Chapter 4 Evidence-Based Patient Care Flashcards
Mean difference or weighted mean difference
Used to compare cases and controls when units of measurements are identical between studies
Standard mean difference
Used to compare cases and controls where differences are normalized with respect to pooled standard deviation of the two groups
Can be used to compare different measurements
Selection bias
-Type of bias in study design
-certain patients are preferentially enrolled into the study and may not represent population at large
Channeling bias
-Type of bias in study design
-patients are steered into study arms by organizers based on preconceived notions
-mitigated by blinded randomization
Interviewer bias
-Type of bias in study design
-investigators asks different questions of the patients, knowing which study arm they are in
-mitigated by double-blind design
Hawthorne effect
-Type of bias in study design
-Subject may behave differently because he knows he is being observed
-mitigated by double-blind design
Chronology bias
-Type of bias in study design
-study patients are compared to historical controls at a time when standard of care may have been different
-mitigated by prospective design
Recall bias
-Type of bias in study design
-subjects may not remember their symptoms or exposures correctly
-mitigated by using objective data sources
Transfer bias
-Type of bias in study design
-certain types of patients are more likely to be lost to follow-up
-also known as attrition bias
-mitigated by careful plan to follow-up with patients
Performance bias
in cases where the intervention involves a procedure, possible for different operators to perform the procedure differently
Publication bias
-Type of bias in study design
-journals tend to report positive findings more readily than negative findings
p-value
Probability that the results found in the study could be a result of pure chance
Odds ratio
used in case-control studies when prevalence is not known
Grading of Recommendations Assessment, Development and Evaluation (GRADE)

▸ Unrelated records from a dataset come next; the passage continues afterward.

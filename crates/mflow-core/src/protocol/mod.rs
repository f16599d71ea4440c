//! Wire formats accepted from metric sources.
//!
//! Sources deliver one JSON metric-update event per record (a file line or a
//! subscription message). Parsing is panic-free: malformed input is reported
//! as `MflowError::Decode`.

pub mod event;

pub use event::{LabelNameValue, MetricUpdateEvent};
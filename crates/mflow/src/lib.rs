//! Top-level facade crate for mflow.
//!
//! Re-exports core types and the daemon library so users can depend on a single crate.

pub mod core {
    pub use mflow_core::*;
}

pub mod daemon {
    pub use mflowd::*;
}
//! File replay adapter: one JSON event per line.

use std::path::Path;

use tokio::fs::File;
use tokio::io::{AsyncBufReadExt, BufReader};
use tokio::task::JoinSet;
use tokio_util::sync::CancellationToken;

use mflow_core::error::{MflowError, Result};

use super::{unix_now, Ingestor};

/// Replay `path` line by line. Each line is decoded and submitted by its own
/// task so a slow decode never holds up reading. Returns once every line's
/// task has finished, or early on cancellation.
pub async fn run_file_source(
    path: impl AsRef<Path>,
    ingestor: Ingestor,
    cancel: CancellationToken,
) -> Result<()> {
    let path = path.as_ref();
    tracing::debug!(path = %path.display(), "reading metric update events from file");

    let file = File::open(path)
        .await
        .map_err(|e| MflowError::Source(format!("open {} failed: {e}", path.display())))?;
    let mut lines = BufReader::new(file).lines();
    let mut tasks: JoinSet<Result<()>> = JoinSet::new();

    loop {
        let line = tokio::select! {
            biased;
            _ = cancel.cancelled() => return stop(tasks).await,
            line = lines.next_line() => line
                .map_err(|e| MflowError::Source(format!("read {} failed: {e}", path.display())))?,
        };
        let Some(line) = line else { break };
        if line.trim().is_empty() {
            continue;
        }

        let permit = tokio::select! {
            biased;
            _ = cancel.cancelled() => return stop(tasks).await,
            permit = ingestor.acquire() => permit?,
        };

        let ingestor = ingestor.clone();
        let ts = unix_now();
        tasks.spawn(async move {
            let _permit = permit;
            ingestor.ingest(line.as_bytes(), ts).await
        });

        while let Some(done) = tasks.try_join_next() {
            check(done)?;
        }
    }

    loop {
        let done = tokio::select! {
            biased;
            _ = cancel.cancelled() => return stop(tasks).await,
            done = tasks.join_next() => done,
        };
        let Some(done) = done else { break };
        check(done)?;
    }

    tracing::debug!(path = %path.display(), "no more metric update events");
    Ok(())
}

fn check(done: std::result::Result<Result<()>, tokio::task::JoinError>) -> Result<()> {
    done.map_err(|e| MflowError::Internal(format!("ingest task failed: {e}")))?
}

async fn stop(mut tasks: JoinSet<Result<()>>) -> Result<()> {
    tracing::debug!("file source cancelled");
    tasks.shutdown().await;
    Ok(())
}
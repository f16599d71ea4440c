//! Metric-update event (JSON).

use serde::{Deserialize, Serialize};

use crate::error::{MflowError, Result};

/// One label name/value pair as sent by producers.
#[derive(Debug, Clone, PartialEq, Eq, Deserialize, Serialize)]
pub struct LabelNameValue {
    pub name: String,
    pub value: String,
}

/// Raw metric-update event, one per source record.
///
/// `name` is `<base>_<kind>`; the kind suffix picks the aggregation.
#[derive(Debug, Clone, PartialEq, Deserialize, Serialize)]
#[serde(rename_all = "camelCase")]
pub struct MetricUpdateEvent {
    pub name: String,
    pub value: f64,
    #[serde(default)]
    pub label_name_value_pairs: Vec<LabelNameValue>,
}

impl MetricUpdateEvent {
    /// Parse an event from a raw payload.
    pub fn from_slice(payload: &[u8]) -> Result<Self> {
        serde_json::from_slice(payload)
            .map_err(|e| MflowError::Decode(format!("invalid event json: {e}")))
    }
}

-Code A (high quality, further research is unlikely to change our confidence in the estimate of effect), Code B (moderate quality, further research is likely to have an important impact on our confidence in the estimate of effect and may change the estimate), Code C (low, further research is very likely to have an important impact on our confidence in the estimate of effect and is likely to change the estimate), Code D (very low (any estimate of effect is very uncertain
-Assess studies by: study design, study quality (bias, flaws), consistency (subgroup analysis), directness (population differences, use of surrogate markers, no direct comparison), strength of association, evidence of dose response gradient, when reasonable confounding would have pushed effect in one direction
Evidence-based Practice Center (EPC) approach
-Supported by Agency for Healthcare Quality and Research (AHRQ)
-Similar to GRADE
-Assesses domains of: risk of bias, consistency, directness, precision
Precision
Refers to lack of random errors in measurement
Validity
Refers to lack of systematic error
Internal validity
Relates to ability of study’s interventions to explain the findings
External validity
Refers to the ability of the study to generalize to other populations
Strength-of-Recommendation Taxonomy (SORT)
Code A: consistent, good-quality patient-oriented evidence
Code B: Inconsistent or limited-quality patient-oriented evidence
Code C: consensus, disease-oriented evidence, usual practice, expert opinion, or case series for studies of diagnosis, treatment, prevention, or screening
Clinical practice guidelines (CPG)
-Statements that include recommendations intended to optimize patient care that are informed by a systematic review of evidence and an assessment of the benefits and harms of alternative care options
-Typically includes a systematic review of the research evidence, and set of recommendations
National Guideline Clearinghouse (NGC)
Public resource maintained by the AHRQ, to be included guidelines must follow Institute of Medicine (IOM) definition of CPG and include systematic review and assessment of benefits/harms
CPG algorithm
Action (perform specific action)
Conditional (carry out action based on defined criteria)
Branch (direct flow to one or more additional steps)
Synchronization (converge paths back from branches to a common outcome/end point)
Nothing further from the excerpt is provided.